**Instructions to follow:**
Only lines containing the string "usize" belong in the answer; find them in the records and copy them.

**Record extracts:**
//! rust-sais
//!
//! # Licensing
//! This Source Code is subject to the terms of the Mozilla Public License
//! version 2.0 (the "License"). You can obtain a copy of the License at
//! <http://mozilla.org/MPL/2.0/>.

#[cfg(not(feature = "std"))]
use alloc::vec::Vec;
use crate::bitset::BitArray;
use core::cmp::Ordering;

#[derive(Debug, Clone, Copy, PartialEq, Eq)]
pub(crate) enum LSType {
    /// The suffix is larger than the one starting one position later.
    L,
    /// The suffix is smaller than the one starting one position later.
    S,
}

/// S/L classification of every position, stored one bit per position
/// (set means S).
#[derive(Debug)]
pub(crate) struct LSTypeArray {
    bitmap: BitArray,
    lms_count: usize,
}

impl LSTypeArray {
    pub fn new<T: Ord>(array: &[T]) -> Self {
        let mut bitmap = BitArray::new(array.len());
        let mut lms_count = 0;

        // the sentinel past the end is S, so the last position is always L
        let mut prev_type = LSType::L;
        let mut prev_key: Option<&T> = None;

        for (i, key) in array.iter().enumerate().rev() {
            match prev_key.map(|p| key.cmp(p)) {
                None | Some(Ordering::Greater) => {
                    if prev_type == LSType::S {
                        // position i + 1 was a LMS position
                        lms_count += 1;
                    }
                    prev_type = LSType::L;
                }
                Some(Ordering::Less) => prev_type = LSType::S,
                Some(Ordering::Equal) => {}
            }
            bitmap.set(i, prev_type == LSType::S);
            prev_key = Some(key);
        }

        Self { bitmap, lms_count }
    }

    pub fn get(&self, idx: usize) -> LSType {
        if self.bitmap.get(idx) {
            LSType::S
        } else {
            LSType::L
        }
    }

    pub fn is_lms(&self, idx: usize) -> bool {
        idx > 0
            && idx < self.len()
            && self.bitmap.get(idx)
            && !self.bitmap.get(idx - 1)
    }

    pub fn lms_count(&self) -> usize {
        self.lms_count
    }

    /// LMS positions in text order.
    pub fn lms_positions(&self) -> Vec<usize> {
        let mut positions = Vec::with_capacity(self.lms_count);
        let mut previous = LSType::S;
        for (i, b) in self.bitmap.iter().enumerate() {
            let current = if b { LSType::S } else { LSType::L };
            if current == LSType::S && previous == LSType::L {
                positions.push(i);
            }
            previous = current;
        }
        debug_assert_eq!(positions.len(), self.lms_count);
        positions
    }

    pub fn len(&self) -> usize {
        self.bitmap.len()
    }
}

**Solution:**
    lms_count: usize,
    pub fn get(&self, idx: usize) -> LSType {
    pub fn is_lms(&self, idx: usize) -> bool {
    pub fn lms_count(&self) -> usize {
    pub fn lms_positions(&self) -> Vec<usize> {
    pub fn len(&self) -> usize {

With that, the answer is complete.